• Records:
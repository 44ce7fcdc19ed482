use std::sync::atomic::{AtomicUsize, Ordering};

/// Process-unique identity of a shape; survives cloning into undo snapshots
pub type ShapeId = usize;

// Single static counter for all shapes
static NEXT_SHAPE_ID: AtomicUsize = AtomicUsize::new(1);

pub fn generate_id() -> ShapeId {
    NEXT_SHAPE_ID.fetch_add(1, Ordering::SeqCst)
}
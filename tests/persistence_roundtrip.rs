use std::fs;

use draw_shapes::persistence::LINE_SEPARATOR;
use draw_shapes::shape::factory;
use draw_shapes::{Point, Scene, Shape, ShapeColor, ShapeError, ShapeKind};
use tempfile::TempDir;

fn sample_scene() -> Scene {
    let mut scene = Scene::new();
    scene.add_shape(factory::create_square(ShapeColor::Green, Point::new(10, 20), 30).unwrap());
    let mut circle = factory::create_circle(ShapeColor::Orange, Point::new(-5, 40), 25).unwrap();
    circle.set_selected(true);
    scene.add_shape(circle);
    scene.add_shape(
        factory::create_rectangle(ShapeColor::Yellow, Point::new(0, 0), 100, 200).unwrap(),
    );
    scene
}

fn lines(records: &[&str]) -> String {
    records
        .iter()
        .map(|r| format!("{}{}", r, LINE_SEPARATOR))
        .collect()
}

#[test]
fn test_save_then_load_reproduces_file() {
    let dir = TempDir::new().unwrap();
    let first = dir.path().join("first.txt");
    let second = dir.path().join("second.txt");

    let scene = sample_scene();
    scene.save_to_file(&first).unwrap();

    let mut loaded = Scene::new();
    loaded.load_from_file(&first).unwrap();
    loaded.save_to_file(&second).unwrap();

    assert_eq!(fs::read(&first).unwrap(), fs::read(&second).unwrap());
    assert_eq!(loaded.to_text(), scene.to_text());
}

#[test]
fn test_saved_file_format() {
    let dir = TempDir::new().unwrap();
    let path = dir.path().join("scene.txt");
    let scene = sample_scene();
    scene.save_to_file(&path).unwrap();

    let expected = lines(&[
        "SQUARE 10 20 30 GREEN false",
        "CIRCLE -5 40 25 ORANGE true",
        "RECTANGLE 0 0 100 200 YELLOW false",
    ]);
    assert_eq!(fs::read_to_string(&path).unwrap(), expected);
    assert_eq!(scene.to_text(), expected);
}

#[test]
fn test_circle_survives_round_trip() {
    let dir = TempDir::new().unwrap();
    let path = dir.path().join("circle.txt");

    let mut scene = Scene::new();
    scene.add_shape(factory::create_circle(ShapeColor::Red, Point::new(50, 50), 100).unwrap());
    scene.save_to_file(&path).unwrap();

    let mut fresh = Scene::new();
    fresh.load_from_file(&path).unwrap();
    assert_eq!(fresh.len(), 1);

    let circle = &fresh.shapes()[0];
    assert_eq!(circle.kind(), ShapeKind::Circle);
    assert_eq!(circle.anchor(), Point::new(50, 50));
    assert_eq!(circle.color(), ShapeColor::Red);
    assert!(!circle.is_selected());
    assert_eq!(circle.to_record(), "CIRCLE 50 50 100 RED false");
}

#[test]
fn test_save_overwrites_existing_file() {
    let dir = TempDir::new().unwrap();
    let path = dir.path().join("scene.txt");
    fs::write(&path, "stale content that is much longer than the new scene\n").unwrap();

    let mut scene = Scene::new();
    scene.add_shape(factory::create_square(ShapeColor::Blue, Point::new(1, 2), 3).unwrap());
    scene.save_to_file(&path).unwrap();

    assert_eq!(
        fs::read_to_string(&path).unwrap(),
        lines(&["SQUARE 1 2 3 BLUE false"])
    );
}

#[test]
fn test_empty_scene_saves_empty_file() {
    let dir = TempDir::new().unwrap();
    let path = dir.path().join("empty.txt");
    Scene::new().save_to_file(&path).unwrap();
    assert!(fs::read_to_string(&path).unwrap().is_empty());
}

#[test]
fn test_save_into_missing_directory_fails() {
    let dir = TempDir::new().unwrap();
    let path = dir.path().join("no_such_dir").join("scene.txt");
    let err = sample_scene().save_to_file(&path).unwrap_err();
    assert!(matches!(err, ShapeError::Io { .. }));
}

#[test]
fn test_load_missing_file_is_io_error() {
    let dir = TempDir::new().unwrap();
    let mut scene = sample_scene();

    let err = scene.load_from_file(dir.path().join("missing.txt")).unwrap_err();
    assert!(matches!(err, ShapeError::Io { .. }));
    assert!(scene.is_empty());

    // the previous content is one undo away
    assert!(scene.undo());
    assert_eq!(scene.len(), 3);
}

#[test]
fn test_load_malformed_record_leaves_scene_empty() {
    let dir = TempDir::new().unwrap();
    let path = dir.path().join("bad.txt");
    fs::write(&path, "SQUARE 1 2 3 RED false\nCIRCLE 1 2 RED false\n").unwrap();

    let mut scene = sample_scene();
    let before = scene.to_text();
    let err = scene.load_from_file(&path).unwrap_err();

    assert!(matches!(err, ShapeError::MalformedRecord { line: 2, .. }));
    assert!(scene.is_empty());

    assert!(scene.undo());
    assert_eq!(scene.to_text(), before);
}

#[test]
fn test_load_unsupported_color() {
    let dir = TempDir::new().unwrap();
    let path = dir.path().join("purple.txt");
    fs::write(&path, "CIRCLE 1 2 3 PURPLE false\n").unwrap();

    let mut scene = Scene::new();
    let err = scene.load_from_file(&path).unwrap_err();
    assert!(matches!(err, ShapeError::UnsupportedColor(_)));
}

#[test]
fn test_load_skips_unknown_and_blank_lines() {
    let dir = TempDir::new().unwrap();
    let path = dir.path().join("mixed.txt");
    fs::write(
        &path,
        "TRIANGLE 1 2 3 RED false\n\nSQUARE 1 2 3 RED TRUE\r\nRECTANGLE 5 6 7 8 GREEN no\n",
    )
    .unwrap();

    let mut scene = Scene::new();
    scene.load_from_file(&path).unwrap();

    assert_eq!(scene.len(), 2);
    assert!(scene.shapes()[0].is_selected());
    assert!(!scene.shapes()[1].is_selected());
    assert_eq!(scene.shapes()[1].to_record(), "RECTANGLE 5 6 7 8 GREEN false");
}

#[test]
fn test_load_records_one_undo_entry() {
    let dir = TempDir::new().unwrap();
    let path = dir.path().join("scene.txt");
    sample_scene().save_to_file(&path).unwrap();

    let mut scene = Scene::new();
    scene.add_shape(factory::create_square(ShapeColor::Red, Point::new(0, 0), 5).unwrap());
    let before = scene.to_text();
    let depth = scene.undo_depth();

    scene.load_from_file(&path).unwrap();
    assert_eq!(scene.undo_depth(), depth + 1);
    assert_eq!(scene.len(), 3);

    assert!(scene.undo());
    assert_eq!(scene.to_text(), before);
}

#[test]
fn test_loaded_shapes_get_fresh_ids() {
    let dir = TempDir::new().unwrap();
    let path = dir.path().join("scene.txt");
    let scene = sample_scene();
    scene.save_to_file(&path).unwrap();

    let mut loaded = Scene::new();
    loaded.load_from_file(&path).unwrap();
    for (original, copy) in scene.iter().zip(loaded.iter()) {
        assert_ne!(original.id(), copy.id());
        assert_eq!(original.to_record(), copy.to_record());
    }
}
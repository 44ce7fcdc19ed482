use std::fmt;
use std::str::FromStr;

use egui::Color32;
use serde::{Deserialize, Serialize};

use crate::error::ShapeError;

/// The closed palette a shape can be painted with.
///
/// Only these colors survive a save/load round trip, so the set is fixed.
#[derive(Debug, Clone, Copy, PartialEq, Eq, Hash, Serialize, Deserialize)]
pub enum ShapeColor {
    Red,
    Blue,
    Green,
    Yellow,
    Orange,
}

// token, rgb
const PALETTE: [(ShapeColor, &str, [u8; 3]); 5] = [
    (ShapeColor::Red, "RED", [255, 0, 0]),
    (ShapeColor::Blue, "BLUE", [0, 0, 255]),
    (ShapeColor::Green, "GREEN", [0, 255, 0]),
    (ShapeColor::Yellow, "YELLOW", [255, 255, 0]),
    (ShapeColor::Orange, "ORANGE", [255, 200, 0]),
];

/// Channel factor applied to get the selection shade
const DARKER_FACTOR: f64 = 0.7;

impl ShapeColor {
    pub const ALL: [ShapeColor; 5] = [
        ShapeColor::Red,
        ShapeColor::Blue,
        ShapeColor::Green,
        ShapeColor::Yellow,
        ShapeColor::Orange,
    ];

    fn entry(self) -> &'static (ShapeColor, &'static str, [u8; 3]) {
        // PALETTE is ordered like the enum
        &PALETTE[self as usize]
    }

    /// The token written to scene files
    pub fn token(self) -> &'static str {
        self.entry().1
    }

    /// Human readable name for menus
    pub fn label(self) -> &'static str {
        match self {
            ShapeColor::Red => "Red",
            ShapeColor::Blue => "Blue",
            ShapeColor::Green => "Green",
            ShapeColor::Yellow => "Yellow",
            ShapeColor::Orange => "Orange",
        }
    }

    pub fn to_color32(self) -> Color32 {
        let [r, g, b] = self.entry().2;
        Color32::from_rgb(r, g, b)
    }

    /// The shade used to paint a selected shape
    pub fn darker(self) -> Color32 {
        let [r, g, b] = self.entry().2;
        let scale = |c: u8| (f64::from(c) * DARKER_FACTOR) as u8;
        Color32::from_rgb(scale(r), scale(g), scale(b))
    }
}

impl fmt::Display for ShapeColor {
    fn fmt(&self, f: &mut fmt::Formatter<'_>) -> fmt::Result {
        f.write_str(self.token())
    }
}

impl FromStr for ShapeColor {
    type Err = ShapeError;

    fn from_str(token: &str) -> Result<Self, Self::Err> {
        PALETTE
            .iter()
            .find(|(_, name, _)| *name == token)
            .map(|(color, _, _)| *color)
            .ok_or_else(|| ShapeError::UnsupportedColor(token.to_owned()))
    }
}

impl TryFrom<Color32> for ShapeColor {
    type Error = ShapeError;

    fn try_from(value: Color32) -> Result<Self, Self::Error> {
        PALETTE
            .iter()
            .find(|(_, _, [r, g, b])| Color32::from_rgb(*r, *g, *b) == value)
            .map(|(color, _, _)| *color)
            .ok_or_else(|| ShapeError::UnsupportedColor(format!("{:?}", value)))
    }
}

impl From<ShapeColor> for Color32 {
    fn from(color: ShapeColor) -> Self {
        color.to_color32()
    }
}

#[cfg(test)]
mod tests {
    use super::*;

    #[test]
    fn test_token_mapping_is_bidirectional() {
        for color in ShapeColor::ALL {
            assert_eq!(color.token().parse::<ShapeColor>().unwrap(), color);
            assert_eq!(ShapeColor::try_from(color.to_color32()).unwrap(), color);
        }
    }

    #[test]
    fn test_unknown_token_is_rejected() {
        let err = "PURPLE".parse::<ShapeColor>().unwrap_err();
        assert!(matches!(err, ShapeError::UnsupportedColor(ref t) if t == "PURPLE"));

        // tokens are case sensitive
        assert!("red".parse::<ShapeColor>().is_err());
    }

    #[test]
    fn test_foreign_color32_is_rejected() {
        let result = ShapeColor::try_from(Color32::from_rgb(1, 2, 3));
        assert!(matches!(result, Err(ShapeError::UnsupportedColor(_))));
    }

    #[test]
    fn test_darker_shade() {
        assert_eq!(ShapeColor::Red.darker(), Color32::from_rgb(178, 0, 0));
        assert_eq!(ShapeColor::Orange.darker(), Color32::from_rgb(178, 140, 0));
        for color in ShapeColor::ALL {
            assert_ne!(color.darker(), color.to_color32());
        }
    }
}
#![warn(clippy::all, rust_2018_idioms)]

pub mod app;
pub mod color;
pub mod config;
pub mod editor;
pub mod error;
pub mod geometry;
pub mod history;
pub mod id_generator;
pub mod input;
pub mod panels;
pub mod persistence;
pub mod renderer;
pub mod scene;
pub mod selection;
pub mod shape;

pub use app::DrawShapesApp;
pub use color::ShapeColor;
pub use config::{ConfigError, EditorConfig};
pub use editor::{Editor, EditorSettings, OperationMode};
pub use error::{ShapeError, ShapeResult};
pub use geometry::{BoundingBox, Bounded, Point};
pub use input::{InputEvent, InputHandler};
pub use renderer::{Canvas, DrawCall, DrawList, PainterCanvas};
pub use scene::Scene;
pub use selection::SelectionRectangle;
pub use shape::{Circle, Rectangle, Shape, ShapeBuilder, ShapeKind, ShapeType, Square};
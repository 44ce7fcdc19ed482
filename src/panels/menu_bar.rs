use crate::DrawShapesApp;
use crate::color::ShapeColor;
use crate::editor::OperationMode;
use crate::shape::ShapeKind;

pub fn menu_bar(app: &mut DrawShapesApp, ctx: &egui::Context) {
    egui::TopBottomPanel::top("menu_bar").show(ctx, |ui| {
        egui::menu::bar(ui, |ui| {
            ui.menu_button("File", |ui| {
                ui.horizontal(|ui| {
                    ui.label("File:");
                    ui.text_edit_singleline(&mut app.file_path);
                });
                if ui.button("Load").clicked() {
                    log::info!("load from {}", app.file_path);
                    app.load();
                    ui.close_menu();
                }
                if ui.button("Save").clicked() {
                    log::info!("save to {}", app.file_path);
                    app.save();
                    ui.close_menu();
                }
                if ui.button("Undo").clicked() {
                    app.undo();
                    ui.close_menu();
                }
                ui.separator();
                if ui.button("Exit").clicked() {
                    ctx.send_viewport_cmd(egui::ViewportCommand::Close);
                }
            });

            ui.menu_button("Color", |ui| {
                for color in ShapeColor::ALL {
                    let current = app.editor.settings.color == color;
                    if ui.selectable_label(current, color.label()).clicked() {
                        app.editor.settings.color = color;
                        ui.close_menu();
                    }
                }
            });

            ui.menu_button("Shape", |ui| {
                for kind in ShapeKind::ALL {
                    let current = app.editor.settings.shape_kind == kind;
                    if ui.selectable_label(current, kind.label()).clicked() {
                        app.editor.settings.shape_kind = kind;
                        ui.close_menu();
                    }
                }
            });

            ui.menu_button("Operation", |ui| {
                for mode in OperationMode::ALL {
                    let current = app.editor.settings.mode == mode;
                    if ui.selectable_label(current, mode.label()).clicked() {
                        app.editor.settings.mode = mode;
                        ui.close_menu();
                    }
                }
            });

            ui.menu_button("Layer", |ui| {
                if ui.button("Bring to Front").clicked() {
                    app.editor.bring_to_front();
                    ui.close_menu();
                }
                if ui.button("Send to Back").clicked() {
                    app.editor.send_to_back();
                    ui.close_menu();
                }
            });
        });
    });
}
//! In-process store backed by a concurrent map
//!
//! Suitable for single-instance deployments and tests. Deadlines use the
//! tokio clock, so paused-time tests can step over TTL boundaries.

use std::sync::Arc;
use std::time::Duration;

use async_trait::async_trait;
use dashmap::mapref::entry::Entry;
use dashmap::DashMap;
use subtle::ConstantTimeEq;
use tokio::time::Instant;

use crate::error::CacheResult;
use crate::store::{CompareAndDelete, KeyValueStore};

#[derive(Debug, Clone)]
struct Slot {
    value: String,
    expires_at: Instant,
}

impl Slot {
    fn is_expired(&self, now: Instant) -> bool {
        now >= self.expires_at
    }
}

/// In-memory [`KeyValueStore`]
#[derive(Debug, Default, Clone)]
pub struct MemoryStore {
    entries: Arc<DashMap<String, Slot>>,
}

impl MemoryStore {
    pub fn new() -> Self {
        Self::default()
    }

    /// Number of stored entries, including expired ones not yet purged
    pub fn len(&self) -> usize {
        self.entries.len()
    }

    pub fn is_empty(&self) -> bool {
        self.entries.is_empty()
    }

    /// Drop every expired entry, returning how many were removed
    pub fn purge_expired(&self) -> usize {
        let now = Instant::now();
        let before = self.entries.len();
        self.entries.retain(|_, slot| !slot.is_expired(now));
        before.saturating_sub(self.entries.len())
    }
}

#[async_trait]
impl KeyValueStore for MemoryStore {
    async fn set_with_ttl(&self, key: &str, value: &str, ttl: Duration) -> CacheResult<()> {
        self.entries.insert(
            key.to_string(),
            Slot {
                value: value.to_string(),
                expires_at: Instant::now() + ttl,
            },
        );
        Ok(())
    }

    async fn get(&self, key: &str) -> CacheResult<Option<String>> {
        let now = Instant::now();
        let found = self
            .entries
            .get(key)
            .map(|slot| (slot.is_expired(now), slot.value.clone()));

        match found {
            Some((false, value)) => Ok(Some(value)),
            Some((true, _)) => {
                self.entries.remove_if(key, |_, slot| slot.is_expired(now));
                Ok(None)
            }
            None => Ok(None),
        }
    }

    async fn delete(&self, key: &str) -> CacheResult<bool> {
        let now = Instant::now();
        Ok(self
            .entries
            .remove(key)
            .is_some_and(|(_, slot)| !slot.is_expired(now)))
    }

    async fn compare_and_delete(&self, key: &str, expected: &str) -> CacheResult<CompareAndDelete> {
        let now = Instant::now();

        // The entry guard holds the shard write lock for the whole check.
        match self.entries.entry(key.to_string()) {
            Entry::Occupied(occupied) => {
                if occupied.get().is_expired(now) {
                    occupied.remove();
                    return Ok(CompareAndDelete::Absent);
                }

                let matches: bool = occupied
                    .get()
                    .value
                    .as_bytes()
                    .ct_eq(expected.as_bytes())
                    .into();

                if matches {
                    occupied.remove();
                    Ok(CompareAndDelete::Deleted)
                } else {
                    Ok(CompareAndDelete::Mismatch)
                }
            }
            Entry::Vacant(_) => Ok(CompareAndDelete::Absent),
        }
    }
}
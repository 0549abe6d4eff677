//! Email delivery of one-time codes

use async_trait::async_trait;
use latch_types::EmailAddress;

use crate::AuthError;

/// Delivers one-time codes to users
#[async_trait]
pub trait EmailSender: Send + Sync {
    /// Send `code` to `to`.
    ///
    /// # Errors
    /// Returns [`AuthError::DispatchFailure`] if the message was not accepted.
    async fn send_otp(&self, to: &EmailAddress, code: &str) -> Result<(), AuthError>;
}

/// Rendered verification email
#[derive(Debug, Clone, PartialEq, Eq)]
pub struct OtpEmail {
    pub subject: String,
    pub html: String,
    pub text: String,
}

impl OtpEmail {
    pub const SUBJECT: &'static str = "Your verification code";

    /// Render the message for `code`, valid for `valid_minutes`
    pub fn render(code: &str, valid_minutes: u64) -> Self {
        let text = format!(
            "Your verification code is {code}.\n\n\
             Enter it on the sign-in page to continue. The code expires in {valid_minutes} minutes.\n\n\
             If you didn't request this, you can safely ignore this email."
        );

        let code = escape_html(code);
        let html = format!(
            "<!doctype html>\
             <html><body style=\"font-family:sans-serif;background:#ffffff;margin:0;padding:24px\">\
             <p style=\"font-size:14px;color:#444\">Verify your identity</p>\
             <p style=\"font-size:16px;color:#111\">Enter the following code to finish signing in.</p>\
             <p style=\"font-size:32px;font-weight:700;letter-spacing:6px;background:#f4f4f5;padding:12px 16px;display:inline-block\">{code}</p>\
             <p style=\"font-size:14px;color:#444\">The code expires in {valid_minutes} minutes.</p>\
             <p style=\"font-size:12px;color:#888\">Not expecting this email? You can ignore it.</p>\
             </body></html>"
        );

        Self {
            subject: Self::SUBJECT.to_string(),
            html,
            text,
        }
    }
}

fn escape_html(input: &str) -> String {
    let mut out = String::with_capacity(input.len());
    for c in input.chars() {
        match c {
            '&' => out.push_str("&amp;"),
            '<' => out.push_str("&lt;"),
            '>' => out.push_str("&gt;"),
            '"' => out.push_str("&quot;"),
            '\'' => out.push_str("&#39;"),
            _ => out.push(c),
        }
    }
    out
}
//! Auth errors

use latch_cache::CacheError;
use latch_types::TypesError;
use thiserror::Error;

/// Session core errors
#[derive(Error, Debug, Clone, PartialEq, Eq)]
pub enum AuthError {
    /// Email address failed validation
    #[error("invalid email address")]
    InvalidEmail(#[from] TypesError),

    /// The identity provider declined the operation
    #[error("{0}")]
    ProviderRejected(String),

    /// The identity provider could not be reached or timed out
    #[error("identity provider unavailable: {0}")]
    ProviderUnavailable(String),

    /// Cache unreachable or a cache operation failed
    #[error("internal cache failure")]
    CacheFailure(String),

    /// The email sender failed after the code was cached
    #[error("failed to send verification email")]
    DispatchFailure(String),

    /// Missing or invalid configuration
    #[error("configuration error: {0}")]
    Configuration(String),

    /// Internal error
    #[error("internal error: {0}")]
    Internal(String),
}

impl AuthError {
    /// Get HTTP status code for this error.
    ///
    /// Per-request failures all read as a rejected request; only faults that
    /// a retry cannot fix are server errors.
    pub fn status_code(&self) -> u16 {
        match self {
            Self::InvalidEmail(_)
            | Self::ProviderRejected(_)
            | Self::ProviderUnavailable(_)
            | Self::CacheFailure(_)
            | Self::DispatchFailure(_) => 400,
            Self::Configuration(_) | Self::Internal(_) => 500,
        }
    }

    /// Get error code for API responses
    pub fn error_code(&self) -> &'static str {
        match self {
            Self::InvalidEmail(_) => "INVALID_EMAIL",
            Self::ProviderRejected(_) => "PROVIDER_REJECTED",
            Self::ProviderUnavailable(_) => "PROVIDER_UNAVAILABLE",
            Self::CacheFailure(_) => "CACHE_FAILURE",
            Self::DispatchFailure(_) => "DISPATCH_FAILURE",
            Self::Configuration(_) => "CONFIGURATION_ERROR",
            Self::Internal(_) => "INTERNAL_ERROR",
        }
    }

    /// Message safe to show end users.
    ///
    /// Provider rejections carry the provider's own wording (rate limits,
    /// malformed addresses); infrastructure detail is never exposed.
    pub fn public_message(&self) -> String {
        match self {
            Self::ProviderRejected(msg) => msg.clone(),
            Self::InvalidEmail(_) | Self::CacheFailure(_) | Self::DispatchFailure(_) => {
                self.to_string()
            }
            Self::ProviderUnavailable(_) => "identity provider unavailable".to_string(),
            Self::Configuration(_) | Self::Internal(_) => "internal error".to_string(),
        }
    }
}

impl From<CacheError> for AuthError {
    fn from(err: CacheError) -> Self {
        Self::CacheFailure(err.to_string())
    }
}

• Exercise:
Look through the material above for the word "KeyValueStore" and copy every line that has it.

• Answer area:
use crate::store::{CompareAndDelete, KeyValueStore};
/// In-memory [`KeyValueStore`]
impl KeyValueStore for MemoryStore {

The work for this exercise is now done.